Good news is that we have a fun SW filling in tomorrow afternoon along with a little bump up in the NW windswell. Look for shoulder high sets here in north county SD on Sunday from the combo swell and the OC will have head high sets.
Tides the next few days are about 2' at sunrise, up to 4.5' mid morning, down to 1' mid afternoon, and up to 7' at sunset. Water is holding at 72 in SD and about 70 in the OC. Make sure to keep up to date on the waves/weather at Twitter/North County Surf.
FORECAST:
After some fun surf this weekend, the SW/NW holds on Monday before fading on Tuesday. Storms in the southern hemisphere haven't been that organized the past week so we'll just get background swells on our shores. Look for chest high sets at best S swell spots in far north county SD and the OC most of next week. The northern hemisphere has had some hurricanes the past week too but most of them formed towards Hawaii and didn't have time to send swell our way. The NW windswell won't cooperate either according to models. Basically look for a mellow week next week.
WEATHER:
Cooler than usual weather this weekend. Cool being a relative term for summer. Weak low pressure is floating around northern California and we'll get the usual low clouds from it down here. Air temps will also only be in the low 70's this weekend. Early next week high pressure starts to build and our air temps rise slightly, the low clouds are less extensive, and the mountains get more monsoon moisture.
BEST BET:
Sunday. New fun SW swell, a bump up on the NW windswell, warm water temps, and mild weather. Can't beat that.
NEWS OF THE WEEK:
Just because you know the first world champ of the IPS was Peter Townend or that the longest left in the world is Chicama- that doesn't make you a real surfer. REAL surfers know the ingredients of Sex Wax, the legacy of the Currens starts with Pat then Tom and then Pat again (confusing, I know), and they also know about where we get our tide information. Global warming and the rising sea levels that come with it may bring to mind catastrophic coastline destruction during storms and mass relocation to higher grounds—or at the very least, a good reason to reevaluate beachfront flood insurance policies. But before we can prepare for whatever impacts a more voluminous ocean may have on civilization, we need an accurate measure of just how high the sea level is, just how fast it’s rising, and what part the tides play. NOAA's on that.

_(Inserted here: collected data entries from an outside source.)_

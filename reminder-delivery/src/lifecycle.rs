use reminder_core::types::{DeliveryOutcome, DispatchResult, ReminderKind};
use reminder_core::EngineContext;
use reminder_schedule::TriggerRegistry;
use tracing;

/// Turns delivery outcomes into endpoint-lifecycle transitions. A
/// permanent failure removes the endpoint from cache and store and
/// disarms the user; a transient failure never mutates endpoint state on
/// a single occurrence.
///
/// The one escalation: the ambiguous 404 provider code. Each consecutive
/// 404 for the same user bumps a counter, and at the configured threshold
/// (default 3) the endpoint is treated as permanently gone.
pub struct EndpointLifecycle {
    ctx: EngineContext,
    registry: TriggerRegistry,
}

impl EndpointLifecycle {
    pub fn new(ctx: EngineContext, registry: TriggerRegistry) -> Self {
        Self { ctx, registry }
    }

    pub async fn apply(
        &self,
        user_id: &str,
        kind: ReminderKind,
        outcome: &DeliveryOutcome,
    ) -> DispatchResult {
        match outcome {
            DeliveryOutcome::Delivered => {
                self.ctx.cache.reset_transient_not_found(user_id);
                tracing::debug!("Delivered {} reminder to user {}", kind, user_id);
                DispatchResult::Delivered
            }
            DeliveryOutcome::PermanentFailure { status, reason } => {
                tracing::warn!(
                    "Permanent delivery failure ({} {}) for user {}, removing endpoint",
                    status,
                    reason,
                    user_id
                );
                self.remove_endpoint(user_id).await;
                DispatchResult::Failure
            }
            DeliveryOutcome::TransientFailure { status: Some(404) } => {
                let count = self.ctx.cache.note_transient_not_found(user_id);
                let threshold = self.ctx.config.push.transient_removal_threshold;
                if count >= threshold {
                    tracing::warn!(
                        "Endpoint for user {} not found {} times in a row, removing",
                        user_id,
                        count
                    );
                    self.remove_endpoint(user_id).await;
                } else {
                    tracing::warn!(
                        "Endpoint for user {} not found ({}/{}), keeping for now",
                        user_id,
                        count,
                        threshold
                    );
                }
                DispatchResult::Failure
            }
            DeliveryOutcome::TransientFailure { status } => {
                // Any other response breaks a consecutive-404 run.
                self.ctx.cache.reset_transient_not_found(user_id);
                if *status == Some(413) {
                    tracing::warn!(
                        "Push payload too large for user {}; payload must shrink before a retry",
                        user_id
                    );
                } else {
                    tracing::warn!(
                        "Transient delivery failure (status {:?}) for user {}",
                        status,
                        user_id
                    );
                }
                DispatchResult::Failure
            }
        }
    }

    async fn remove_endpoint(&self, user_id: &str) {
        self.ctx.cache.purge(user_id);
        self.registry.disarm_user(user_id);
        if let Err(e) = self.ctx.store.mark_endpoint_removed(user_id).await {
            // The cache purge already stops retries; the durable mark
            // will catch up on a later pass.
            tracing::error!(
                "Failed to mark endpoint removed in store for user {}: {}",
                user_id,
                e
            );
        }
    }
}

#[cfg(test)]
mod tests {
    use super::*;
    use reminder_core::config::{Config, PushConfig, ScheduleConfig, ServerConfig, SettingsApiConfig};
    use reminder_core::store::MemoryProfileStore;
    use reminder_core::types::{EndpointState, PushCrypto, PushEndpoint};
    use std::sync::Arc;

    fn test_config() -> Config {
        Config {
            server: ServerConfig {
                host: "127.0.0.1".to_string(),
                api_port: 0,
            },
            settings: SettingsApiConfig {
                base_url: "http://localhost:0".to_string(),
                timeout_secs: 1,
            },
            schedule: ScheduleConfig {
                full_reconcile_secs: 3600,
                water_reconcile_secs: 1800,
                default_timezone: "UTC".to_string(),
            },
            push: PushConfig {
                ttl_secs: 60,
                timeout_secs: 1,
                transient_removal_threshold: 3,
            },
        }
    }

    fn endpoint(user_id: &str) -> PushEndpoint {
        PushEndpoint {
            user_id: user_id.to_string(),
            transport_address: "https://push.example/send/abc".to_string(),
            crypto: PushCrypto {
                p256dh: "p256dh-key".to_string(),
                auth: "auth-secret".to_string(),
            },
            state: EndpointState::Active,
        }
    }

    fn setup() -> (EndpointLifecycle, EngineContext, Arc<MemoryProfileStore>, TriggerRegistry) {
        let store = Arc::new(MemoryProfileStore::new());
        store.put_endpoint(endpoint("u1"));
        let ctx = EngineContext::with_store(test_config(), store.clone());
        ctx.cache.insert(endpoint("u1"));
        let registry = TriggerRegistry::new();
        let lifecycle = EndpointLifecycle::new(ctx.clone(), registry.clone());
        (lifecycle, ctx, store, registry)
    }

    #[tokio::test]
    async fn permanent_failure_removes_endpoint_everywhere() {
        let (lifecycle, ctx, store, registry) = setup();
        registry.arm(reminder_core::types::CompiledTrigger {
            user_id: "u1".to_string(),
            kind: ReminderKind::Water,
            schedule: reminder_core::types::Schedule::Daily { hour: 8, minute: 0 },
        });

        let result = lifecycle
            .apply(
                "u1",
                ReminderKind::Water,
                &DeliveryOutcome::PermanentFailure {
                    status: 410,
                    reason: "expired",
                },
            )
            .await;

        assert_eq!(result, DispatchResult::Failure);
        assert!(ctx.cache.peek("u1").is_none());
        assert_eq!(store.endpoint_state("u1"), Some(EndpointState::Removed));
        assert_eq!(registry.armed_for("u1").len(), 0);
    }

    #[tokio::test]
    async fn single_transient_failure_leaves_endpoint_alone() {
        let (lifecycle, ctx, store, _registry) = setup();

        lifecycle
            .apply(
                "u1",
                ReminderKind::Breakfast,
                &DeliveryOutcome::TransientFailure { status: Some(500) },
            )
            .await;

        assert!(ctx.cache.peek("u1").is_some());
        assert_eq!(store.endpoint_state("u1"), Some(EndpointState::Active));
    }

    #[tokio::test]
    async fn not_found_escalates_only_after_threshold() {
        let (lifecycle, ctx, store, _registry) = setup();
        let not_found = DeliveryOutcome::TransientFailure { status: Some(404) };

        lifecycle.apply("u1", ReminderKind::Water, &not_found).await;
        lifecycle.apply("u1", ReminderKind::Water, &not_found).await;
        assert!(ctx.cache.peek("u1").is_some());
        assert_eq!(store.endpoint_state("u1"), Some(EndpointState::Active));

        lifecycle.apply("u1", ReminderKind::Water, &not_found).await;
        assert!(ctx.cache.peek("u1").is_none());
        assert_eq!(store.endpoint_state("u1"), Some(EndpointState::Removed));
    }

    #[tokio::test]
    async fn delivery_breaks_a_consecutive_not_found_run() {
        let (lifecycle, ctx, store, _registry) = setup();
        let not_found = DeliveryOutcome::TransientFailure { status: Some(404) };

        lifecycle.apply("u1", ReminderKind::Water, &not_found).await;
        lifecycle.apply("u1", ReminderKind::Water, &not_found).await;
        lifecycle
            .apply("u1", ReminderKind::Water, &DeliveryOutcome::Delivered)
            .await;
        lifecycle.apply("u1", ReminderKind::Water, &not_found).await;
        lifecycle.apply("u1", ReminderKind::Water, &not_found).await;

        // Run never reached the threshold of three.
        assert!(ctx.cache.peek("u1").is_some());
        assert_eq!(store.endpoint_state("u1"), Some(EndpointState::Active));
    }
}
use crate::cache::EndpointCache;
use crate::config::Config;
use crate::status::StatusBook;
use crate::store::{HttpProfileStore, ProfileStore};
use std::sync::Arc;

/// Shared handle passed to every engine component. The cache and status
/// book are the only mutable shared state; both are internally locked.
#[derive(Clone)]
pub struct EngineContext {
    pub config: Arc<Config>,
    pub store: Arc<dyn ProfileStore>,
    pub cache: EndpointCache,
    pub status: StatusBook,
}

impl EngineContext {
    pub fn new(config: Config) -> anyhow::Result<Self> {
        let store = Arc::new(HttpProfileStore::new(&config.settings)?);
        Ok(Self::with_store(config, store))
    }

    /// Build a context around an explicit store implementation (local
    /// development, tests).
    pub fn with_store(config: Config, store: Arc<dyn ProfileStore>) -> Self {
        EngineContext {
            config: Arc::new(config),
            store,
            cache: EndpointCache::new(),
            status: StatusBook::new(),
        }
    }
}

Gauging average global sea level is trickier than sticking a ruler in the depths and noting the day-to-day or year-to-year changes. That’s because the ocean doesn’t have one steady level. Tides and currents constantly flow up and down, while tectonic forces move land masses relative to the water, for a few of many factors. Since scientists first began seeking sea level measures more than 200 years ago, their methods have come a long way. Here’s a look at the technologies climate and marine scientists have used for the job of tracking Earth’s tides and average level, then and now.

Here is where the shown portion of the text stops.